I love sweet and sour flavours and, thanks to the tang of tamarind, this South Indian dal and veggie stew is one of my favourites. Sambhar, also known as sambar is a staple in some parts of India and Sri Lanka, and is considered very Sattvic (see here) thanks to its soft, easy-to-digest lentils and its high veg content.
The ‘real’ sambhar depends on family tradition. However, for the most part, there are two types: either made with sambhar powder (which I’ve used here) or roasted coconut. There are also two serving styles: as a gravy for dipping your dosas or uttapams, or as a thick stew. Nearly any vegetable you like can go into a sambhar.
For the lentils, you can use chana dal, toor dal (as used in the Tamilnadu Vegetable and Lentil Stew, see here), whole mung beans or mung dal. I tend to use the latter, which are digestible for all Doshas and quicker to cook.
Serves 4
1 tbsp ghee or coconut oil
200g (1 cup) okra, tops removed and halved if large (or swap for green beans)
1 medium carrot, cut lengthways into 2.5cm (1in) pieces
½ tsp ground turmeric
1 medium onion, sliced
1 green chilli, chopped
l00g (½ cup) mung dal, or toor dal or chana dal (or mung beans, soaked overnight, rinsed and drained) – see Tip below
1 litre (4 cups) water
2 small Asian aubergines or 1 small European aubergine, cut into 2.5cm (1in) pieces
1 tbsp tamarind paste (see here) or juice from 50g tamarind block
1 tbsp Sambhar Powder (see here)
sea salt, to taste
FOR THE TARKA
1 tsp ghee or coconut oil
½ tbsp mustard seeds
¼ tsp asafoetida
8–10 fresh curry leaves
1 dried red chilli, broken into pieces (optional)
1 Melt the ghee in a large saucepan and fry the okra (no need with green beans) for 5 minutes, then set aside. Add the carrot, turmeric, onion, green chilli, mung dal and water to the saucepan. Stir, bring to the boil and simmer for at least 20 minutes until the lentils are soft.

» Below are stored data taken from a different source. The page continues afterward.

// SPDX-License-Identifier: AGPL-3.0-or-later
// SPDX-FileCopyrightText: 2025 Jonathan D.A. Jewell
//! Integration tests for the dappcanvas CLI commands

use assert_cmd::Command;
use predicates::prelude::*;
use serde_json::Value;
use std::fs;
use tempfile::TempDir;

/// dappcanvas with an isolated data directory and no colors
fn dappcanvas(data_dir: &TempDir) -> Command {
    let mut cmd = Command::cargo_bin("dappcanvas").unwrap();
    cmd.env("DAPPCANVAS_DATA_DIR", data_dir.path())
        .env_remove("DAPPCANVAS_CONFIG")
        .env_remove("RUST_LOG")
        .arg("--no-color");
    cmd
}

/// Run a command that must succeed and return its stdout
fn run_ok(data_dir: &TempDir, args: &[&str]) -> String {
    let output = dappcanvas(data_dir).args(args).assert().success();
    String::from_utf8_lossy(&output.get_output().stdout).to_string()
}

/// ID printed by `node add`
fn created_node_id(stdout: &str) -> String {
    stdout
        .lines()
        .find_map(|line| line.strip_prefix("Created node: "))
        .and_then(|rest| rest.split_whitespace().next())
        .expect("node id in output")
        .to_string()
}

/// Current blueprint as exported JSON
fn exported(data_dir: &TempDir) -> Value {
    serde_json::from_str(&run_ok(data_dir, &["export", "--format", "json"])).unwrap()
}

#[test]
fn test_new_from_template() {
    let data_dir = TempDir::new().unwrap();

    dappcanvas(&data_dir)
        .args(["new", "--template", "token-launch", "--name", "gov-token"])
        .assert()
        .success()
        .stdout(predicate::str::contains("gov-token"))
        .stdout(predicate::str::contains("suggestions: 3"));

    let doc = exported(&data_dir);
    assert_eq!(doc["nodes"].as_array().unwrap().len(), 4);
    assert_eq!(doc["edges"].as_array().unwrap().len(), 4);
    assert_eq!(doc["config"]["project"]["name"], "gov-token");
    assert_eq!(doc["config"]["network"]["chainId"], 421_614);
    assert_eq!(doc["status"], "draft");
}

#[test]
fn test_unknown_template_fails() {
    let data_dir = TempDir::new().unwrap();

    dappcanvas(&data_dir)
        .args(["new", "--template", "does-not-exist"])
        .assert()
        .failure()
        .stderr(predicate::str::contains("does-not-exist"));
}

#[test]
fn test_node_and_edge_lifecycle() {
    let data_dir = TempDir::new().unwrap();
    run_ok(&data_dir, &["new"]);

    let token = created_node_id(&run_ok(
        &data_dir,
        &["node", "add", "erc20-stylus", "--json", r#"{"symbol":"CLI"}"#],
    ));
    let site = created_node_id(&run_ok(&data_dir, &["node", "add", "frontend-scaffold"]));

    dappcanvas(&data_dir)
        .args(["edge", "add", "--from", &token, "--to", &site])
        .assert()
        .success()
        .stdout(predicate::str::contains("Created edge"));

    // Second add is a no-op
    dappcanvas(&data_dir)
        .args(["edge", "add", "--from", &token, "--to", &site])
        .assert()
        .success()
        .stdout(predicate::str::contains("already exists"));

    dappcanvas(&data_dir)
        .args(["edge", "add", "--from", &token, "--to", &token])
        .assert()
        .failure();

    let doc = exported(&data_dir);
    assert_eq!(doc["edges"].as_array().unwrap().len(), 1);
    assert_eq!(doc["nodes"][0]["config"]["symbol"], "CLI");
    assert_eq!(doc["nodes"][0]["config"]["decimals"], 18);

    // Removing the source cascades to the edge
    run_ok(&data_dir, &["node", "remove", &token]);
    let doc = exported(&data_dir);
    assert_eq!(doc["nodes"].as_array().unwrap().len(), 1);
    assert!(doc["edges"].as_array().unwrap().is_empty());
}

#[test]
fn test_node_prefix_resolution() {
    let data_dir = TempDir::new().unwrap();
    run_ok(&data_dir, &["new"]);
    let id = created_node_id(&run_ok(&data_dir, &["node", "add", "staking"]));

    dappcanvas(&data_dir)
        .args(["node", "move", &id[..8], "--x", "-120", "--y", "45"])
        .assert()
        .success();

    let doc = exported(&data_dir);
    assert_eq!(doc["nodes"][0]["position"]["x"], -120.0);
    assert_eq!(doc["nodes"][0]["position"]["y"], 45.0);
}

#[test]
fn test_layout_reflows_positions() {
    let data_dir = TempDir::new().unwrap();
    run_ok(&data_dir, &["new"]);
    let a = created_node_id(&run_ok(&data_dir, &["node", "add", "erc20-stylus", "--x", "999"]));
    let b = created_node_id(&run_ok(&data_dir, &["node", "add", "staking", "--y", "999"]));
    run_ok(&data_dir, &["edge", "add", "--from", &a, "--to", &b]);

    run_ok(&data_dir, &["layout"]);

    let doc = exported(&data_dir);
    assert_eq!(doc["nodes"][0]["position"]["x"], 0.0);
    assert_eq!(doc["nodes"][1]["position"]["x"], 300.0);
    assert_eq!(doc["nodes"][1]["position"]["y"], 0.0);
}

#[test]
fn test_export_dot() {
    let data_dir = TempDir::new().unwrap();
    run_ok(&data_dir, &["new", "--template", "dao"]);

    dappcanvas(&data_dir)
        .args(["export", "--format", "dot"])
        .assert()
        .success()
        .stdout(predicate::str::starts_with("digraph blueprint {"))
        .stdout(predicate::str::contains("dao-governor"));
}

#[test]
fn test_export_unknown_format_fails() {
    let data_dir = TempDir::new().unwrap();
    run_ok(&data_dir, &["new"]);

    dappcanvas(&data_dir)
        .args(["export", "--format", "yaml"])
        .assert()
        .failure()
        .stderr(predicate::str::contains("Unknown export format"));
}

#[test]
fn test_import_round_trip() {
    let source_dir = TempDir::new().unwrap();
    run_ok(&source_dir, &["new", "--template", "nft-drop"]);
    let file = source_dir.path().join("exported.json");
    run_ok(
        &source_dir,
        &["export", "--format", "json", "--output", file.to_str().unwrap()],
    );

    let target_dir = TempDir::new().unwrap();
    dappcanvas(&target_dir)
        .args(["import", file.to_str().unwrap()])
        .assert()
        .success()
        .stdout(predicate::str::contains("4 nodes, 4 edges"));

    let original = exported(&source_dir);
    let imported = exported(&target_dir);
    assert_eq!(imported["id"], original["id"]);
    assert_eq!(imported["nodes"], original["nodes"]);
    assert_eq!(imported["edges"], original["edges"]);
}

#[test]
fn test_malformed_import_keeps_blueprint() {
    let data_dir = TempDir::new().unwrap();
    run_ok(&data_dir, &["new", "--template", "token-launch"]);
    let before = exported(&data_dir);

    let bad = data_dir.path().join("bad.json");
    fs::write(&bad, r#"{"nodes": [{"id": "a"}], "edges": [], "config": {}}"#).unwrap();

    dappcanvas(&data_dir)
        .args(["import", bad.to_str().unwrap()])
        .assert()
        .failure()
        .stderr(predicate::str::contains("Failed to import"));

    let after = exported(&data_dir);
    assert_eq!(after["id"], before["id"]);
    assert_eq!(after["nodes"], before["nodes"]);
}

#[test]
fn test_ghost_activation() {
    let data_dir = TempDir::new().unwrap();
    run_ok(&data_dir, &["new", "--template", "token-launch"]);

    dappcanvas(&data_dir)
        .args(["ghost", "list"])
        .assert()
        .success()
        .stdout(predicate::str::contains("multisig"))
        .stdout(predicate::str::contains("pending"));

    dappcanvas(&data_dir)
        .args(["ghost", "activate", "0"])
        .assert()
        .success()
        .stdout(predicate::str::contains("Activated multisig"));

    dappcanvas(&data_dir)
        .args(["ghost", "activate", "0"])
        .assert()
        .success()
        .stdout(predicate::str::contains("already active"));

    let doc = exported(&data_dir);
    assert_eq!(doc["nodes"].as_array().unwrap().len(), 5);
    assert_eq!(doc["edges"].as_array().unwrap().len(), 5);

    dappcanvas(&data_dir)
        .args(["ghost", "activate", "7"])
        .assert()
        .failure();
}

#[test]
fn test_reset_clears_everything() {
    let data_dir = TempDir::new().unwrap();
    run_ok(&data_dir, &["new", "--template", "dao"]);
    run_ok(&data_dir, &["reset"]);

    let doc = exported(&data_dir);
    assert!(doc["nodes"].as_array().unwrap().is_empty());
    assert!(doc["edges"].as_array().unwrap().is_empty());

    dappcanvas(&data_dir)
        .args(["ghost", "list"])
        .assert()
        .success()
        .stdout(predicate::str::contains("No suggestions"));
}

#[test]
fn test_templates_listing() {
    let data_dir = TempDir::new().unwrap();

    dappcanvas(&data_dir)
        .arg("templates")
        .assert()
        .success()
        .stdout(predicate::str::contains("token-launch"))
        .stdout(predicate::str::contains("nft-drop"))
        .stdout(predicate::str::contains("price-feed-vault"))
        .stdout(predicate::str::contains("dao"));

    dappcanvas(&data_dir)
        .args(["templates", "price-feed-vault"])
        .assert()
        .success()
        .stdout(predicate::str::contains("chainlink-price-feed"))
        .stdout(predicate::str::contains("Suggested:"));
}

#[test]
fn test_config_network_override() {
    let data_dir = TempDir::new().unwrap();
    let config_file = data_dir.path().join("dappcanvas.toml");
    fs::write(&config_file, "network = \"arbitrum-one\"\n").unwrap();

    dappcanvas(&data_dir)
        .args(["--config", config_file.to_str().unwrap(), "new"])
        .assert()
        .success()
        .stdout(predicate::str::contains("Arbitrum One"));

    let doc = exported(&data_dir);
    assert_eq!(doc["config"]["network"]["chainId"], 42_161);
    assert_eq!(doc["config"]["network"]["isTestnet"], false);
}

#[test]
fn test_first_edit_uses_configured_network() {
    let data_dir = TempDir::new().unwrap();
    let config_file = data_dir.path().join("dappcanvas.toml");
    fs::write(&config_file, "network = \"localhost\"\n").unwrap();
    let config = config_file.to_str().unwrap();

    // No `new` first: the blueprint is created on demand
    dappcanvas(&data_dir)
        .args(["--config", config, "node", "add", "indexer"])
        .assert()
        .success();

    let doc = exported(&data_dir);
    assert_eq!(doc["config"]["network"]["chainId"], 412_346);
    assert_eq!(doc["nodes"].as_array().unwrap().len(), 1);
}

#[test]
fn test_reset_uses_configured_network() {
    let data_dir = TempDir::new().unwrap();
    let config_file = data_dir.path().join("dappcanvas.toml");
    fs::write(&config_file, "network = \"arbitrum-one\"\n").unwrap();
    let config = config_file.to_str().unwrap();

    run_ok(&data_dir, &["new", "--template", "dao"]);
    dappcanvas(&data_dir)
        .args(["--config", config, "reset"])
        .assert()
        .success();

    let doc = exported(&data_dir);
    assert!(doc["nodes"].as_array().unwrap().is_empty());
    assert_eq!(doc["config"]["network"]["chainId"], 42_161);
}

#[test]
fn test_completions() {
    let data_dir = TempDir::new().unwrap();

    dappcanvas(&data_dir)
        .args(["completions", "bash"])
        .assert()
        .success()
        .stdout(predicate::str::contains("dappcanvas"));
}
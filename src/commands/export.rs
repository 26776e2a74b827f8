// SPDX-License-Identifier: AGPL-3.0-or-later
// SPDX-FileCopyrightText: 2025 Jonathan D.A. Jewell
//! Export command - exports the working blueprint to various formats

use super::Context;
use crate::document;
use anyhow::{Context as _, Result};
use std::fs;
use std::io::Write;
use std::path::PathBuf;
use tracing::info;

/// Supported export formats
#[derive(Debug, Clone, Copy, PartialEq, Eq)]
pub enum ExportFormat {
    /// Graphviz DOT format
    Dot,
    /// Blueprint JSON document
    Json,
}

impl ExportFormat {
    /// Parse format from string
    #[must_use]
    pub fn parse(s: &str) -> Option<Self> {
        match s.to_lowercase().as_str() {
            "dot" | "graphviz" => Some(Self::Dot),
            "json" => Some(Self::Json),
            _ => None,
        }
    }

    /// Get file extension for format
    #[must_use]
    pub fn extension(&self) -> &'static str {
        match self {
            Self::Dot => "dot",
            Self::Json => "json",
        }
    }
}

/// Run the export command
pub fn run(ctx: &Context, format: &str, output: Option<PathBuf>) -> Result<()> {
    info!("Exporting to {}", format);

    let export_format = ExportFormat::parse(format)
        .ok_or_else(|| anyhow::anyhow!("Unknown export format: {}. Supported: json, dot", format))?;

    let session = ctx.load_session()?;

    if session.is_empty() {
        eprintln!(
            "Warning: Blueprint is empty. Use 'dappcanvas node add' or 'dappcanvas new --template'."
        );
    }

    let content = match export_format {
        ExportFormat::Dot => session.to_dot(),
        ExportFormat::Json if ctx.config.pretty_export => session.export()?,
        ExportFormat::Json => document::export_compact(session.blueprint())?,
    };

    match output {
        Some(path) => {
            let path = if path.extension().is_none() {
                path.with_extension(export_format.extension())
            } else {
                path
            };
            fs::write(&path, &content)
                .with_context(|| format!("Failed to write to {}", path.display()))?;
            println!("Exported to {}", path.display());
        }
        None => {
            let mut stdout = std::io::stdout().lock();
            stdout.write_all(content.as_bytes())?;
            stdout.write_all(b"\n")?;
        }
    }

    Ok(())
}
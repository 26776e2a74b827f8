// SPDX-License-Identifier: AGPL-3.0-or-later
// SPDX-FileCopyrightText: 2026 Jonathan D.A. Jewell
#![no_main]

use arbitrary::Arbitrary;
use dappcanvas::layout::compute_tiers;
use libfuzzer_sys::fuzz_target;

#[derive(Debug, Arbitrary)]
struct Input {
    node_count: u8,
    edges: Vec<(u8, u8)>,
}

fuzz_target!(|input: Input| {
    let node_count = usize::from(input.node_count);
    let edges: Vec<(usize, usize)> = input
        .edges
        .iter()
        .map(|(a, b)| (usize::from(*a), usize::from(*b)))
        .collect();

    // Out-of-range and cyclic inputs are errors, never panics
    if let Ok(tiers) = compute_tiers(node_count, &edges) {
        for (source, target) in &edges {
            assert!(tiers[*source] < tiers[*target]);
        }
    }
});
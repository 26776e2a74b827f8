// SPDX-License-Identifier: AGPL-3.0-or-later
// SPDX-FileCopyrightText: 2025 Jonathan D.A. Jewell
//
//! Dappcanvas CLI - Blueprint editor for visual dapp scaffolding

use anyhow::Result;
use clap::{CommandFactory, Parser, Subcommand};
use dappcanvas::commands::{self, node::NodeArgs, Context};
use tracing_subscriber::EnvFilter;

#[derive(Parser)]
#[command(name = "dappcanvas")]
#[command(author, version, about, long_about = None)]
#[command(propagate_version = true)]
struct Cli {
    /// Increase verbosity (-v, -vv)
    #[arg(short, long, action = clap::ArgAction::Count, global = true)]
    verbose: u8,

    /// Quiet mode (suppress non-error output)
    #[arg(short, long, global = true)]
    quiet: bool,

    /// Configuration file path
    #[arg(short, long, env = "DAPPCANVAS_CONFIG", global = true)]
    config: Option<std::path::PathBuf>,

    /// Data directory override
    #[arg(long, env = "DAPPCANVAS_DATA_DIR", global = true)]
    data_dir: Option<std::path::PathBuf>,

    /// Disable colored output
    #[arg(long, env = "NO_COLOR", global = true)]
    no_color: bool,

    #[command(subcommand)]
    command: Commands,
}

#[derive(Subcommand)]
enum Commands {
    /// Start a new blueprint
    New {
        /// Seed from a library template
        #[arg(short, long)]
        template: Option<String>,

        /// Project name
        #[arg(short, long)]
        name: Option<String>,
    },

    /// Manage blocks
    Node {
        /// Action: add, move, set, remove, show, list
        action: String,

        /// Block type for add, node ID (or prefix) otherwise
        target: Option<String>,

        /// X coordinate
        #[arg(long, allow_hyphen_values = true)]
        x: Option<f64>,

        /// Y coordinate
        #[arg(long, allow_hyphen_values = true)]
        y: Option<f64>,

        /// Config keys as a JSON object
        #[arg(long)]
        json: Option<String>,
    },

    /// Manage dependencies between blocks
    Edge {
        /// Action: add, remove, list
        action: String,

        /// Source node ID (or prefix)
        #[arg(long)]
        from: Option<String>,

        /// Target node ID (or prefix)
        #[arg(long)]
        to: Option<String>,

        /// Edge ID (for remove)
        #[arg(long)]
        id: Option<String>,
    },

    /// Re-flow node positions by dependency tier
    Layout,

    /// List templates, or show one
    Templates {
        /// Template ID
        id: Option<String>,
    },

    /// List or activate template suggestions
    Ghost {
        /// Action: list, activate
        #[arg(default_value = "list")]
        action: String,

        /// Suggestion index
        index: Option<usize>,
    },

    /// Export the blueprint
    Export {
        /// Output format (json, dot)
        #[arg(short, long, default_value = "json")]
        format: String,

        /// Output file (stdout if not specified)
        #[arg(short, long)]
        output: Option<std::path::PathBuf>,
    },

    /// Replace the blueprint with a JSON document
    Import {
        /// Document path
        path: std::path::PathBuf,
    },

    /// Discard the blueprint and start empty
    Reset,

    /// Inspect configuration
    Config {
        /// Action: show, path, network
        #[arg(default_value = "show")]
        action: String,
    },

    /// Generate shell completions
    Completions {
        /// Shell type (bash, zsh, fish, powershell)
        shell: clap_complete::Shell,
    },
}

fn main() -> Result<()> {
    let cli = Cli::parse();

    let mut config = dappcanvas::config::load(cli.config.as_deref())?;
    if let Some(dir) = cli.data_dir {
        config.data_dir = dir;
    }

    // Initialize logging
    let log_level = match cli.verbose {
        0 if cli.quiet => "error".to_string(),
        0 => config.log_level.clone(),
        1 => "debug".to_string(),
        _ => "trace".to_string(),
    };

    tracing_subscriber::fmt()
        .with_env_filter(
            EnvFilter::try_from_default_env().unwrap_or_else(|_| EnvFilter::new(&log_level)),
        )
        .with_target(false)
        .with_writer(std::io::stderr)
        .init();

    let ctx = Context {
        config,
        color: !cli.no_color,
    };

    // Execute command
    match cli.command {
        Commands::New { template, name } => commands::new::run(&ctx, template, name),
        Commands::Node { action, target, x, y, json } => {
            commands::node::run(&ctx, &action, NodeArgs { target, x, y, config: json })
        }
        Commands::Edge { action, from, to, id } => {
            commands::edge::run(&ctx, &action, from, to, id)
        }
        Commands::Layout => commands::layout::run(&ctx),
        Commands::Templates { id } => commands::templates::run(&ctx, id),
        Commands::Ghost { action, index } => commands::ghost::run(&ctx, &action, index),
        Commands::Export { format, output } => commands::export::run(&ctx, &format, output),
        Commands::Import { path } => commands::import::run(&ctx, &path),
        Commands::Reset => commands::reset::run(&ctx),
        Commands::Config { action } => commands::config::run(&ctx, &action),
        Commands::Completions { shell } => commands::completions::run(shell, Cli::command()),
    }
}
// SPDX-License-Identifier: AGPL-3.0-or-later
// SPDX-FileCopyrightText: 2025 Jonathan D.A. Jewell
//
//! Command implementations

pub mod completions;
pub mod config;
pub mod edge;
pub mod export;
pub mod ghost;
pub mod import;
pub mod layout;
pub mod new;
pub mod node;
pub mod reset;
pub mod templates;

use crate::config::Config;
use crate::graph::{BlueprintSession, BLUEPRINT_FILE};
use crate::types::ConfigMap;
use anyhow::{Context as _, Result};
use owo_colors::{OwoColorize, Style};
use std::path::Path;

/// Shared state handed to every command
#[derive(Debug, Clone)]
pub struct Context {
    /// Effective configuration
    pub config: Config,
    /// Emit ANSI colors
    pub color: bool,
}

impl Context {
    /// Directory holding the working blueprint
    #[must_use]
    pub fn data_dir(&self) -> &Path {
        &self.config.data_dir
    }

    /// Load the working blueprint.
    ///
    /// A data directory without a blueprint yields a fresh one on the
    /// configured network.
    pub fn load_session(&self) -> Result<BlueprintSession> {
        let stored = self.data_dir().join(BLUEPRINT_FILE).exists();
        let mut session = BlueprintSession::load(self.data_dir()).with_context(|| {
            format!("Failed to load blueprint from {}", self.data_dir().display())
        })?;
        if !stored {
            session.config_mut().network = self.config.network_config()?;
        }
        Ok(session)
    }

    /// Save the working blueprint
    pub fn save_session(&self, session: &BlueprintSession) -> Result<()> {
        session
            .save(self.data_dir())
            .with_context(|| format!("Failed to save blueprint to {}", self.data_dir().display()))
    }

    /// Style text unless colors are disabled
    #[must_use]
    pub fn paint(&self, text: &str, style: Style) -> String {
        if self.color {
            text.style(style).to_string()
        } else {
            text.to_string()
        }
    }
}

/// Resolve a full node ID or a unique ID prefix
pub fn resolve_node_id(session: &BlueprintSession, id_or_prefix: &str) -> Result<String> {
    if session.node(id_or_prefix).is_some() {
        return Ok(id_or_prefix.to_string());
    }

    let matches: Vec<_> = session
        .nodes()
        .iter()
        .filter(|n| n.id.starts_with(id_or_prefix))
        .collect();

    match matches.len() {
        0 => anyhow::bail!("No node found matching: {}", id_or_prefix),
        1 => Ok(matches[0].id.clone()),
        _ => {
            eprintln!("Multiple nodes match '{}':", id_or_prefix);
            for n in &matches {
                eprintln!("  {} ({})", n.id, n.block_type);
            }
            anyhow::bail!("Ambiguous node ID. Use a longer prefix.");
        }
    }
}

/// Parse a JSON object given on the command line
pub fn parse_config_object(text: &str) -> Result<ConfigMap> {
    let value: serde_json::Value =
        serde_json::from_str(text).context("Config must be a JSON object")?;
    match value {
        serde_json::Value::Object(map) => Ok(map),
        _ => anyhow::bail!("Config must be a JSON object, got: {}", text),
    }
}

/// First eight characters of an ID, for listings
#[must_use]
pub fn short_id(id: &str) -> &str {
    id.get(..8).unwrap_or(id)
}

2 Add the aubergines, okra, tamarind paste and sambhar powder and allow to simmer for 10 minutes or until all the vegetables are tender. Add hot water to reach your desired consistency and season to taste.
3 Make the tarka. In a small frying pan, melt the ghee and add the mustard seeds, asafoetida, curry leaves and dried red chilli, if using. Quickly pour the tarka into the sambhar, then stir well and serve.
FEELING
PITTA
Leave out the chillies and add plenty of fresh coriander leaves.
TIP
•
The cooking times for the other dals and whole mung beans will vary and take longer. It is easier to cook the lentils separately in one pan until just tender, and cook the vegetables in a separate larger saucepan, adding in the cooked dals or mung beans halfway through the cooking so they finish cooking together. Then add your tarka.